Across Europe there are growing reports that women are buying reinforced underwear and other “anti-rape” garments because they no longer trust governments to keep them safe in public spaces. That trend is not some fringe fashion statement — it’s a chilling symptom of millions of women feeling they must take their protection into their own hands.
This isn’t a new gimmick; inventors from India to New York have tried to commercialize electrically charged or cut-resistant garments and “locking” underwear as stopgap measures for victims of assault, proving entrepreneurs are responding where politicians have failed. Those inventions drew controversy for good reason — they highlight the absurdity of asking women to armor themselves while policymakers defend open borders and soft-on-crime approaches.

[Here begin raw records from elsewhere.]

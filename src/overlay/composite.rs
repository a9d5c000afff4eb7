use std::path::PathBuf;

use crate::background::BackgroundClip;
use crate::encode::ffmpeg::{FfmpegSink, FfmpegSinkOpts};
use crate::encode::sink::{FrameSink, SinkConfig};
use crate::foundation::core::{Canvas, FrameIndex, FrameRGBA, Fps};
use crate::foundation::error::{ReelError, ReelResult};
use crate::foundation::math::{mul_div255_u8, unit_to_u8};
use crate::media::decode::{FfmpegFrameSource, FrameSource};
use crate::media::probe::probe_video;
use crate::overlay::clip::{ClipStyle, PremulImage, build_overlay_clip};
use crate::overlay::track::OverlayTrack;
use crate::pipeline::context::PipelineContext;
use crate::timeline::Timeline;

pub type PremulRgba8 = [u8; 4];

/// Source-over for premultiplied pixels.
pub fn over(dst: PremulRgba8, src: PremulRgba8) -> PremulRgba8 {
    let sa = u16::from(src[3]);
    if sa == 0 {
        return dst;
    }
    if sa == 255 {
        return src;
    }
    let inv = 255u16 - sa;
    let mut out = [0u8; 4];
    for i in 0..4 {
        out[i] = src[i].saturating_add(mul_div255_u8(u16::from(dst[i]), inv));
    }
    out
}

/// Render a background frame at `opacity` over opaque black, in place.
///
/// The result is premultiplied and fully opaque whatever the input alpha was.
pub fn dim_over_black(frame: &mut FrameRGBA, opacity: f32) {
    let op = unit_to_u8(opacity);
    let premultiplied = frame.premultiplied;
    for px in frame.data.chunks_exact_mut(4) {
        let a = u16::from(px[3]);
        for c in &mut px[..3] {
            let v = if premultiplied {
                u16::from(*c)
            } else {
                u16::from(mul_div255_u8(u16::from(*c), a))
            };
            *c = mul_div255_u8(v, op);
        }
        px[3] = 255;
    }
    frame.premultiplied = true;
}

/// Top-left corner that centres `overlay` on `canvas`.
pub fn centered_origin(canvas: Canvas, overlay: Canvas) -> ReelResult<(u32, u32)> {
    if overlay.width > canvas.width || overlay.height > canvas.height {
        return Err(ReelError::composition(format!(
            "overlay {overlay} does not fit a {canvas} frame"
        )));
    }
    Ok((
        (canvas.width - overlay.width) / 2,
        (canvas.height - overlay.height) / 2,
    ))
}

/// Composite `overlay` centred on a premultiplied `frame`.
pub fn blit_centered(frame: &mut FrameRGBA, overlay: &PremulImage) -> ReelResult<()> {
    if !frame.premultiplied {
        return Err(ReelError::composition(
            "overlay target frame must be premultiplied",
        ));
    }
    let canvas = frame.canvas();
    if frame.data.len() != canvas.rgba_len() || overlay.data.len() != overlay.size.rgba_len() {
        return Err(ReelError::composition("rgba8 buffer size mismatch"));
    }
    let (x0, y0) = centered_origin(canvas, overlay.size)?;

    let dst_stride = canvas.width as usize * 4;
    let src_stride = overlay.size.width as usize * 4;
    for (row, src_row) in overlay.data.chunks_exact(src_stride).enumerate() {
        let start = (y0 as usize + row) * dst_stride + x0 as usize * 4;
        let dst_row = &mut frame.data[start..start + src_stride];
        for (d, s) in dst_row.chunks_exact_mut(4).zip(src_row.chunks_exact(4)) {
            let out = over([d[0], d[1], d[2], d[3]], [s[0], s[1], s[2], s[3]]);
            d.copy_from_slice(&out);
        }
    }
    Ok(())
}

#[derive(Clone, Copy, Debug, PartialEq, Eq)]
pub struct CompositeStats {
    pub frames: u64,
    /// Output frames that reused the last background frame because the decoder ran out.
    pub held_frames: u64,
}

/// Stream every output frame: dimmed background plus the scheduled overlay clip.
pub fn composite_frames(
    source: &mut dyn FrameSource,
    track: &OverlayTrack,
    fps: Fps,
    opacity: f32,
    sink: &mut dyn FrameSink,
) -> ReelResult<CompositeStats> {
    let canvas = source.canvas();
    let schedule = track.frame_schedule(fps);
    if schedule.is_empty() {
        return Err(ReelError::composition("overlay track is shorter than one frame"));
    }

    sink.begin(SinkConfig {
        canvas,
        fps,
        frame_count: schedule.len() as u64,
    })?;

    // One frame of lookahead: a frame is copied only when it is the last the decoder yields.
    let mut pending = source.next_frame()?;
    let mut last_bg: Option<FrameRGBA> = None;
    let mut held_frames = 0u64;
    for (i, clip_idx) in schedule.iter().copied().enumerate() {
        let mut frame = match pending.take() {
            Some(frame) => {
                if frame.canvas() != canvas {
                    return Err(ReelError::composition(format!(
                        "background frame {} is {}, expected {canvas}",
                        i,
                        frame.canvas()
                    )));
                }
                if i + 1 < schedule.len() {
                    pending = source.next_frame()?;
                    if pending.is_none() {
                        last_bg = Some(frame.clone());
                    }
                }
                frame
            }
            None => {
                held_frames += 1;
                last_bg.clone().ok_or_else(|| {
                    ReelError::composition("background decoder produced no frames")
                })?
            }
        };

        dim_over_black(&mut frame, opacity);
        let clip = &track.clips()[clip_idx];
        blit_centered(&mut frame, &clip.raster)?;
        sink.push_frame(FrameIndex(i as u64), &frame)?;
    }
    sink.end()?;

    if held_frames > 0 {
        tracing::warn!(held_frames, "background ran short; held its last frame");
    }
    Ok(CompositeStats {
        frames: schedule.len() as u64,
        held_frames,
    })
}

/// The composited, silent video.
#[derive(Clone, Debug)]
pub struct CompositeVideo {
    pub path: PathBuf,
    pub duration_secs: f64,
    pub canvas: Canvas,
    pub fps: Fps,
    pub frames: u64,
}

/// BuildOverlayTrack stage: one masked, scaled clip per segment, in timeline order.
#[tracing::instrument(skip_all, fields(segments = timeline.len(), canvas = %canvas))]
pub fn build_overlay_track(
    ctx: &PipelineContext,
    timeline: &Timeline,
    canvas: Canvas,
) -> ReelResult<OverlayTrack> {
    let mut clips = Vec::with_capacity(timeline.len());
    for segment in timeline.segments() {
        let style = ClipStyle {
            corner_radius: ctx.config.radius_for(segment.is_title()),
            margin: ctx.config.margin_for(segment.is_title()),
        };
        let masked_path = ctx
            .workdir
            .artifact(&format!("overlay_{:02}.png", segment.order));
        clips.push(build_overlay_clip(segment, canvas, style, &masked_path)?);
    }
    let track = OverlayTrack::new(clips)?;

    let drift = (track.total_secs() - timeline.total_secs()).abs();
    if drift > 0.01 {
        return Err(ReelError::composition(format!(
            "overlay track is {:.3}s, timeline is {:.3}s",
            track.total_secs(),
            timeline.total_secs()
        )));
    }
    tracing::info!(total_secs = track.total_secs(), "overlay track built");
    Ok(track)
}

/// CompositeVideo stage: decode the background, dim it, lay the overlay track on top, encode.
#[tracing::instrument(skip_all, fields(background = %background.path.display()))]
pub fn composite_video(
    ctx: &PipelineContext,
    background: &BackgroundClip,
    track: &OverlayTrack,
) -> ReelResult<CompositeVideo> {
    let fps = ctx.config.output_fps()?;
    let canvas = background.canvas;
    if !canvas.is_even() {
        return Err(ReelError::composition(format!(
            "background canvas {canvas} must have even dimensions"
        )));
    }

    let out_path = ctx.workdir.artifact("composite.mp4");
    let mut source = FfmpegFrameSource::open(&background.path, canvas, fps)?;
    let mut sink = FfmpegSink::new(FfmpegSinkOpts::new(&out_path, &ctx.config.video_codec));
    let stats = composite_frames(
        &mut source,
        track,
        fps,
        ctx.config.background_opacity,
        &mut sink,
    )?;
    source.close()?;

    let written = probe_video(&out_path)?;
    if written.canvas != canvas {
        return Err(ReelError::composition(format!(
            "composite is {}, background is {canvas}",
            written.canvas
        )));
    }

    let duration_secs = fps.frames_to_secs(stats.frames);
    tracing::info!(frames = stats.frames, duration_secs, "composite encoded");
    Ok(CompositeVideo {
        path: out_path,
        duration_secs,
        canvas,
        fps,
        frames: stats.frames,
    })
}

#[cfg(test)]
#[path = "../../tests/unit/overlay/composite.rs"]
mod tests;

The urgency behind these products isn’t hypothetical. Recent, horrific cases in Spain and other European countries have shown the human cost when authorities are slow to act against violent offenders, including foreigners who should have been vetted or deported after criminal behavior. When towns erupt in protest and victims are left to demand basic justice, the moral failure lies at the feet of governments that prioritize ideology over women’s safety.
Conservatives aren’t saying women should be blamed for defending themselves — of course they should — but the right answer is commonsense policies that prevent predators from ever setting foot in our neighborhoods: secure borders, swift deportation for criminal migrants, and law enforcement empowered to do the job. If leftists think handing out lecture pamphlets and virtue signaling will substitute for real enforcement, they’re abandoning the women who need protection most.
If you care about hardworking families and decent communities, demand that your elected officials stop pretending the status quo is acceptable. Insist on prosecutions, funding for policing, and immigration policies that put citizens’ safety first — not more band-aids sold as progress. The safety of our daughters and wives isn’t a political talking point; it’s a responsibility, and conservatives will keep calling out the cowardice that forces women to buy “anti-rape” underwear to feel safe.